Theresa Wang greets the friends she hasn't seen in nearly nine months. (Hawaii 24/7 photo by Karin Stanton)

Wang said she has no recollection of the crash and is happy about that.

“I don’t really want to have it,” she said. “Everything is like a dream.”

Chen also is eager to leave the past behind and focus on the positive.

“I’m glad everyone came out alive, and this is your proof right here,” he said, adding Wang will continue her therapy and rehabilitation in Kona and in Honolulu.

“She’s done all the healing she can in hospital,” he said. “The home environment will be good for her. She has an amazing positive attitude about what happened, It’s heart-warming.”

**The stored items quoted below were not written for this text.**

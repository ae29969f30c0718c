//! Rolling file logs for core and its front-ends.
//!
//! # Responsibility
//! - Start the process-wide file logger at most once.
//! - Capture panics as log events before the default hook runs.
//!
//! # Invariants
//! - Re-initializing with the same level and directory is a no-op.
//! - A different level or directory after start is rejected, not applied.
//! - Events carry ids and counts only; item names, notes and other user
//!   text are never logged.

use flexi_logger::{Cleanup, Criterion, FileSpec, Logger, LoggerHandle, Naming, WriteMode};
use log::{error, info};
use once_cell::sync::OnceCell;
use std::error::Error;
use std::fmt::{Display, Formatter};
use std::path::{Path, PathBuf};

const LOG_FILE_BASENAME: &str = "stowage";
const MAX_LOG_FILE_SIZE_BYTES: u64 = 10 * 1024 * 1024;
const MAX_LOG_FILES: usize = 5;
const MAX_PANIC_PAYLOAD_CHARS: usize = 160;

static ACTIVE_LOGGER: OnceCell<ActiveLogger> = OnceCell::new();
static PANIC_HOOK: OnceCell<()> = OnceCell::new();

struct ActiveLogger {
    level: &'static str,
    dir: PathBuf,
    _handle: LoggerHandle,
}

/// Logging bootstrap failure.
#[derive(Debug)]
pub enum LoggingError {
    UnsupportedLevel(String),
    /// Log directories must be absolute so rotation never follows the cwd.
    RelativeDirectory(PathBuf),
    CreateDirectory {
        dir: PathBuf,
        source: std::io::Error,
    },
    Backend(flexi_logger::FlexiLoggerError),
    /// Logger already running with another level or directory.
    AlreadyActive { level: &'static str, dir: PathBuf },
}

impl Display for LoggingError {
    fn fmt(&self, f: &mut Formatter<'_>) -> std::fmt::Result {
        match self {
            Self::UnsupportedLevel(level) => write!(
                f,
                "unsupported log level `{level}`; expected trace|debug|info|warn|error"
            ),
            Self::RelativeDirectory(dir) => {
                write!(f, "log directory must be absolute, got `{}`", dir.display())
            }
            Self::CreateDirectory { dir, source } => {
                write!(f, "cannot create log directory `{}`: {source}", dir.display())
            }
            Self::Backend(err) => write!(f, "failed to start logger: {err}"),
            Self::AlreadyActive { level, dir } => write!(
                f,
                "logging already active at `{}` with level `{level}`",
                dir.display()
            ),
        }
    }
}

impl Error for LoggingError {
    fn source(&self) -> Option<&(dyn Error + 'static)> {
        match self {
            Self::CreateDirectory { source, .. } => Some(source),
            Self::Backend(err) => Some(err),
            _ => None,
        }
    }
}

/// Starts file logging under `dir` at `level`.
///
/// # Errors
/// - [`LoggingError::UnsupportedLevel`] for unknown level names.
/// - [`LoggingError::RelativeDirectory`] when `dir` is not absolute.
/// - [`LoggingError::AlreadyActive`] when a different configuration is running.
pub fn init_logging(level: &str, dir: &Path) -> Result<(), LoggingError> {
    let level = parse_level(level)?;
    if !dir.is_absolute() {
        return Err(LoggingError::RelativeDirectory(dir.to_path_buf()));
    }

    let active = ACTIVE_LOGGER.get_or_try_init(|| start_logger(level, dir))?;
    if active.level != level || active.dir != dir {
        return Err(LoggingError::AlreadyActive {
            level: active.level,
            dir: active.dir.clone(),
        });
    }
    Ok(())
}

/// `(level, directory)` of the running logger, if any.
pub fn logging_status() -> Option<(&'static str, PathBuf)> {
    ACTIVE_LOGGER
        .get()
        .map(|active| (active.level, active.dir.clone()))
}

/// `debug` for debug builds, `info` otherwise.
pub fn default_log_level() -> &'static str {
    if cfg!(debug_assertions) {
        "debug"
    } else {
        "info"
    }
}

fn start_logger(level: &'static str, dir: &Path) -> Result<ActiveLogger, LoggingError> {
    std::fs::create_dir_all(dir).map_err(|source| LoggingError::CreateDirectory {
        dir: dir.to_path_buf(),
        source,
    })?;

    let handle = Logger::try_with_str(level)
        .map_err(LoggingError::Backend)?
        .log_to_file(FileSpec::default().directory(dir).basename(LOG_FILE_BASENAME))
        .rotate(
            Criterion::Size(MAX_LOG_FILE_SIZE_BYTES),
            Naming::Numbers,
            Cleanup::KeepLogFiles(MAX_LOG_FILES),
        )
        .write_mode(WriteMode::BufferAndFlush)
        .append()
        .format_for_files(flexi_logger::detailed_format)
        .start()
        .map_err(LoggingError::Backend)?;

    install_panic_hook();

    info!(
        "event=app_start module=core status=ok platform={} version={}",
        std::env::consts::OS,
        env!("CARGO_PKG_VERSION")
    );
    info!(
        "event=logging_init module=core status=ok level={level} log_dir={}",
        dir.display()
    );

    Ok(ActiveLogger {
        level,
        dir: dir.to_path_buf(),
        _handle: handle,
    })
}

fn parse_level(level: &str) -> Result<&'static str, LoggingError> {
    match level.trim().to_ascii_lowercase().as_str() {
        "trace" => Ok("trace"),
        "debug" => Ok("debug"),
        "info" => Ok("info"),
        "warn" | "warning" => Ok("warn"),
        "error" => Ok("error"),
        other => Err(LoggingError::UnsupportedLevel(other.to_string())),
    }
}

fn install_panic_hook() {
    if PANIC_HOOK.set(()).is_err() {
        return;
    }

    let previous = std::panic::take_hook();
    std::panic::set_hook(Box::new(move |info| {
        let location = info
            .location()
            .map(|loc| format!("{}:{}", loc.file(), loc.line()))
            .unwrap_or_else(|| "unknown".to_string());
        let payload = info
            .payload()
            .downcast_ref::<&str>()
            .map(|message| (*message).to_string())
            .or_else(|| info.payload().downcast_ref::<String>().cloned())
            .unwrap_or_else(|| "non-string panic payload".to_string());
        error!(
            "event=panic_captured module=core status=error location={location} payload={}",
            single_line(&payload, MAX_PANIC_PAYLOAD_CHARS)
        );
        previous(info);
    }));
}

/// Flattens newlines and caps length so one event stays one log line.
fn single_line(value: &str, max_chars: usize) -> String {
    let flattened = value.replace(['\n', '\r'], " ");
    let mut out: String = flattened.chars().take(max_chars).collect();
    if flattened.chars().count() > max_chars {
        out.push_str("...");
    }
    out
}

#[cfg(test)]
mod tests {
    use super::{init_logging, logging_status, parse_level, single_line, LoggingError};
    use std::path::Path;

    #[test]
    fn parse_level_is_case_insensitive_and_knows_warning() {
        assert_eq!(parse_level("DEBUG").unwrap(), "debug");
        assert_eq!(parse_level(" warning ").unwrap(), "warn");
        assert!(matches!(
            parse_level("verbose"),
            Err(LoggingError::UnsupportedLevel(level)) if level == "verbose"
        ));
    }

    #[test]
    fn relative_directory_is_rejected() {
        let err = init_logging("info", Path::new("logs/dev")).unwrap_err();
        assert!(matches!(err, LoggingError::RelativeDirectory(_)));
    }

    #[test]
    fn single_line_flattens_and_truncates() {
        let out = single_line("first\nsecond\rthird", 8);
        assert_eq!(out, "first se...");
        assert_eq!(single_line("short", 8), "short");
    }

    #[test]
    fn repeated_init_is_idempotent_and_conflicts_are_rejected() {
        let first = tempfile::tempdir().unwrap();
        let second = tempfile::tempdir().unwrap();

        init_logging("info", first.path()).unwrap();
        init_logging("INFO", first.path()).unwrap();

        assert!(matches!(
            init_logging("debug", first.path()),
            Err(LoggingError::AlreadyActive { .. })
        ));
        assert!(matches!(
            init_logging("info", second.path()),
            Err(LoggingError::AlreadyActive { .. })
        ));

        let (level, dir) = logging_status().unwrap();
        assert_eq!(level, "info");
        assert_eq!(dir, first.path());
    }
}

The couple said they don’t have bad feelings toward Stream or Brennan.

“They’re going through a lot. I hope they get better and move on,” Wang said. “But maybe they will also learn from it and grow from it.”

Last month, Brennan signed on as quarterback with the Hartford Colonials of the United Football League.

The couple has filed a lawsuit against Stream, claiming she was driving in a “careless and negligent manner.”

Prosecutors have filed no charges in connection with the crash.

TV crews interview Theresa Wang and David Chen after their arrival Saturday, July 30 in Kona. (Hawaii 24/7 photo by Karin Stanton)

3 Responses to “Wang has a happy homecoming”

  1. mrskailuakona says:

    This is great news! May Theresa find peace after returning home to the Big Island. She will continue to heal at home with her husband at her side. Shame on the Hawaii police for not filing charges against the female driver. I’m happy the doctor is suing the other driver who has gone on like nothing happened after this tragic accident.

  2. Joan says:

    Keep on doing the work and don’t think “that’s all there is.” I had a lesser head injury (head broke the windshield, frontal/temporal lobe injuries) and found that my functioning continued to improve in spurts for well over 2 years. Blessings to you.

  3. jasper says:

    Maybe Colt Brennan and his little girlfriend will “unforget” all the details that caused this horrible accident and finally tell the truth, only they know but refuse to tell. It’s a shame they have been so snake-like while Mrs. Wang’s been so strong and forgiving.